> **Data listing**:
···
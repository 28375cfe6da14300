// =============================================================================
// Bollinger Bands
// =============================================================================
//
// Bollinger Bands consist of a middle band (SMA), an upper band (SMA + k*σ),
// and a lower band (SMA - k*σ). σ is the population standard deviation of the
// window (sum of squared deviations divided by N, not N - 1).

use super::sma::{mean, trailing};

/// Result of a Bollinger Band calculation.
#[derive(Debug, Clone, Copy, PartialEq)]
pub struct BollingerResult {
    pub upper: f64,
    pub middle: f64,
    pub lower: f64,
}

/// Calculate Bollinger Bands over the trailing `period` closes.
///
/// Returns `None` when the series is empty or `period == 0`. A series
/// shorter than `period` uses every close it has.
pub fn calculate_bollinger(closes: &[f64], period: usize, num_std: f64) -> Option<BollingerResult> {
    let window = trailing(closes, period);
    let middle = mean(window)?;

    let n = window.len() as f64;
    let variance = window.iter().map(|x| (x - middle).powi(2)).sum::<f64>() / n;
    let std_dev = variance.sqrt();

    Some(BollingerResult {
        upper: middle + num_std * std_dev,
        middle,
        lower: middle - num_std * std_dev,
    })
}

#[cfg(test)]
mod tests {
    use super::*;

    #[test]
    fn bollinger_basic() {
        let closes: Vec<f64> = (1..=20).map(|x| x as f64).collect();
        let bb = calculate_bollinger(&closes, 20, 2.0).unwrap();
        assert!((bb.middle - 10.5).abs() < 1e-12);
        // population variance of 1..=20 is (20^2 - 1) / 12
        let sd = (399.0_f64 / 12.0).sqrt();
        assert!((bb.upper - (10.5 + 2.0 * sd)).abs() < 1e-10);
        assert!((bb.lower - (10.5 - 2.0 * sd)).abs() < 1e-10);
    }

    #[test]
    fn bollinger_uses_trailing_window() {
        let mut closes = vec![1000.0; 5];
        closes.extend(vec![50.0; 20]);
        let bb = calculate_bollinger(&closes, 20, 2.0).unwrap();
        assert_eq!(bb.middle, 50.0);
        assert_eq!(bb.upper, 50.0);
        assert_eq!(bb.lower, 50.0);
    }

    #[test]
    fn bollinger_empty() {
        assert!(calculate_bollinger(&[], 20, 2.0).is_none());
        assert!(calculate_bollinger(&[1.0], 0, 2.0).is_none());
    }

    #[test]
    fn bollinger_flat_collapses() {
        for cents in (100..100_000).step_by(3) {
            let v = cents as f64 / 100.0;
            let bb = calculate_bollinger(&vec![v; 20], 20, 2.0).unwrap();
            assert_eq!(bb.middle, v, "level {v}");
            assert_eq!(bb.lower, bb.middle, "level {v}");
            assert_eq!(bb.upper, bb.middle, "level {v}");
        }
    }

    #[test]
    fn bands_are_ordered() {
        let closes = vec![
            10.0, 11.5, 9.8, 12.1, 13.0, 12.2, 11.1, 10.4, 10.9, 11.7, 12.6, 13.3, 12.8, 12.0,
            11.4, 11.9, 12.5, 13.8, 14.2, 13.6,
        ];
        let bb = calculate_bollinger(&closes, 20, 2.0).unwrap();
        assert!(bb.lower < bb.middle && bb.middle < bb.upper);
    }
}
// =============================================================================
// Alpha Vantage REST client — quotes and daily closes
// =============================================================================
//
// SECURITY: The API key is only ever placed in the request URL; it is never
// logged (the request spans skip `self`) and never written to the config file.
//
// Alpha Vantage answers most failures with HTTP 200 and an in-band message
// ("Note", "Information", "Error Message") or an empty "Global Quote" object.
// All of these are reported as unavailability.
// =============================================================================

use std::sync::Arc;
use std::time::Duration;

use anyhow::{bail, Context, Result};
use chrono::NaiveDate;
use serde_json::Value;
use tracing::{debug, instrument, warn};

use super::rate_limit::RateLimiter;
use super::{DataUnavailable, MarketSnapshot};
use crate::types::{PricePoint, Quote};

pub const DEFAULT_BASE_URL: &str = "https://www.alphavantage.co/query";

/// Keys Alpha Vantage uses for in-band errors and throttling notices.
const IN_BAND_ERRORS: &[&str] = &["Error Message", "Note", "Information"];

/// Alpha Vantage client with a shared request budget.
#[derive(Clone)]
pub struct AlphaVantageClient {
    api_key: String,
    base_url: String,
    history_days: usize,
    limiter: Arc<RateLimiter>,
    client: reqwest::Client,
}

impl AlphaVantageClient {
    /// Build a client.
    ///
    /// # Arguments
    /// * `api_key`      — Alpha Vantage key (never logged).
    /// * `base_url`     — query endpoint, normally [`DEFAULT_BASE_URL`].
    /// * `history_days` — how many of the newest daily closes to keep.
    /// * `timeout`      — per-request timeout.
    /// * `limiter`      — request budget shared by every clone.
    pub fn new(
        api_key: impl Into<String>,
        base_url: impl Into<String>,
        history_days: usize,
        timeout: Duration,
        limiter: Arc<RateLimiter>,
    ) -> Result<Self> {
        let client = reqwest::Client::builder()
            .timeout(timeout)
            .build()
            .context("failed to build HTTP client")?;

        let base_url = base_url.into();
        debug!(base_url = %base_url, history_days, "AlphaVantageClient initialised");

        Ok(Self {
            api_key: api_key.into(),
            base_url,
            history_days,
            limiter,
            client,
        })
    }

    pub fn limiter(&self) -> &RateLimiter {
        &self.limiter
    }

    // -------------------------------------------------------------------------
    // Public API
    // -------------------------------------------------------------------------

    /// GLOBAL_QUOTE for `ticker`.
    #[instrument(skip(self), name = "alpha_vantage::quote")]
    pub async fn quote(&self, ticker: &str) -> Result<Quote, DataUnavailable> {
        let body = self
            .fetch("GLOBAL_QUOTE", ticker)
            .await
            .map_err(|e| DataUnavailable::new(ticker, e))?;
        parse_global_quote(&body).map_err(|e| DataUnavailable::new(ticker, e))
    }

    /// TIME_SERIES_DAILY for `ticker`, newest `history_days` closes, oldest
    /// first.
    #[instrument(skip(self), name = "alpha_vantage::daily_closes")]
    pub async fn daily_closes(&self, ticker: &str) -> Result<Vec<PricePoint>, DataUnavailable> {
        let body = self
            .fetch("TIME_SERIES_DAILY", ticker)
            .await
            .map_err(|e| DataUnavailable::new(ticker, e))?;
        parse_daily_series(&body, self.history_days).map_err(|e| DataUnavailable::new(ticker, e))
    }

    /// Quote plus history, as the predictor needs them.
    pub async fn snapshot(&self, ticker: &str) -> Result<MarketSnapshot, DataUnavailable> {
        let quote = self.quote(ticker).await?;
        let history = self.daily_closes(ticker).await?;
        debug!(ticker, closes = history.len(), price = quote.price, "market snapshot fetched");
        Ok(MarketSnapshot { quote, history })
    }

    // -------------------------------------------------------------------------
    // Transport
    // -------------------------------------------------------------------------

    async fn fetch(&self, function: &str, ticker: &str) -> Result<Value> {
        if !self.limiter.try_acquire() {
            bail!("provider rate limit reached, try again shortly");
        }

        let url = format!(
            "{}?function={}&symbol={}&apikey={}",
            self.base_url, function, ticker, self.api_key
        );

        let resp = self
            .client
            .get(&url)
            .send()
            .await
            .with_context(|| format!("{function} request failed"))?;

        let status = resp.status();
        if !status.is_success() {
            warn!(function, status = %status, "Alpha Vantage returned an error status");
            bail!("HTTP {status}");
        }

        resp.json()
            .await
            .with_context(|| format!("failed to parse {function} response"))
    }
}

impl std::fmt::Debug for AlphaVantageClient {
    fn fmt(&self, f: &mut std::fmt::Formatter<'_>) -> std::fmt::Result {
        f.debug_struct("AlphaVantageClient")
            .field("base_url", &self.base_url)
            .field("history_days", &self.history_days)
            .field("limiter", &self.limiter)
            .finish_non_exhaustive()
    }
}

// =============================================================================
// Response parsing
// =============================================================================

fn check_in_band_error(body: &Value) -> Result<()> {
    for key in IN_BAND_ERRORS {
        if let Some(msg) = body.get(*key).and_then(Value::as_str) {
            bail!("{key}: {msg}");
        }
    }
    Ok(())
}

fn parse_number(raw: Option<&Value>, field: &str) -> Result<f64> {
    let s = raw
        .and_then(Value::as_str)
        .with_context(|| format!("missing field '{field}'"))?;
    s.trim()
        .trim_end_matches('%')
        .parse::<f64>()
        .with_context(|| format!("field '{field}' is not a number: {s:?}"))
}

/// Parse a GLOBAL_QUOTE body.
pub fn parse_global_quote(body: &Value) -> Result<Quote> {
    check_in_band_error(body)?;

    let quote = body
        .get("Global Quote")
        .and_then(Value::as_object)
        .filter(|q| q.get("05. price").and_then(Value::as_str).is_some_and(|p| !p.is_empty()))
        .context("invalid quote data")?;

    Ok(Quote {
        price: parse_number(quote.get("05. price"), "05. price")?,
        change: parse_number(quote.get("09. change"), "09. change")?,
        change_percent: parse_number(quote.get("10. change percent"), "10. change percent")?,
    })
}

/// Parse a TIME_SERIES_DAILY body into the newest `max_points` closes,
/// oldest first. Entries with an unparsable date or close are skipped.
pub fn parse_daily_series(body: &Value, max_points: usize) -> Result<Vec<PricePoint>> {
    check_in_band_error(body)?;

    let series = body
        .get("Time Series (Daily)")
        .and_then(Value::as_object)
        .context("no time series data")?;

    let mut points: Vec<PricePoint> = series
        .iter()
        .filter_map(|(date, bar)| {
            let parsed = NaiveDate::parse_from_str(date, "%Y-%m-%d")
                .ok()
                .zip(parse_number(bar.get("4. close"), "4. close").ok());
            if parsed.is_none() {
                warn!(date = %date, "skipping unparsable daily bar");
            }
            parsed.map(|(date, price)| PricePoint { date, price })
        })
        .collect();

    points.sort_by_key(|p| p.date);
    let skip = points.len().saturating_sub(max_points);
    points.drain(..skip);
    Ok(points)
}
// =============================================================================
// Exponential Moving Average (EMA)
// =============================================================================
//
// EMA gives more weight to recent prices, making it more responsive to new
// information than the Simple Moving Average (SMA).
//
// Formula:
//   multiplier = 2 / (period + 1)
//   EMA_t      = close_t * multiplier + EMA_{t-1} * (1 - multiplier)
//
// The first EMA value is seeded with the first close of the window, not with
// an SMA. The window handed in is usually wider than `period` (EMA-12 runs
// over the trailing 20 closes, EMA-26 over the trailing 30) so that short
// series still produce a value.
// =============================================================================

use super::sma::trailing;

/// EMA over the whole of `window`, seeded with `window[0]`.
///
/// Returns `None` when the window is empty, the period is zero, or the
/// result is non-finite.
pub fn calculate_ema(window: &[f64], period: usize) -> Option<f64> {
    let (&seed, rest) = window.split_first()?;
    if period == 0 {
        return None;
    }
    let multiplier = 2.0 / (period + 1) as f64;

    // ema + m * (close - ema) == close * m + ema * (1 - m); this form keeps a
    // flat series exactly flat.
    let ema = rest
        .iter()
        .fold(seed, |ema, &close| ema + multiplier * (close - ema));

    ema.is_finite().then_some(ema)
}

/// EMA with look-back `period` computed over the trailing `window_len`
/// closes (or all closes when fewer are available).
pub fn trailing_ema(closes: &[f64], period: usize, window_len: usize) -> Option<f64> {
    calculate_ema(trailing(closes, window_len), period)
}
···
> **Task instructions**:
What is needed is an exact copy of the lines from the one containing "EMA with look-back" to the end of the data; please add nothing else.

> **Solution to the exercise**:
/// EMA with look-back `period` computed over the trailing `window_len`
/// closes (or all closes when fewer are available).
pub fn trailing_ema(closes: &[f64], period: usize, window_len: usize) -> Option<f64> {
    calculate_ema(trailing(closes, window_len), period)
}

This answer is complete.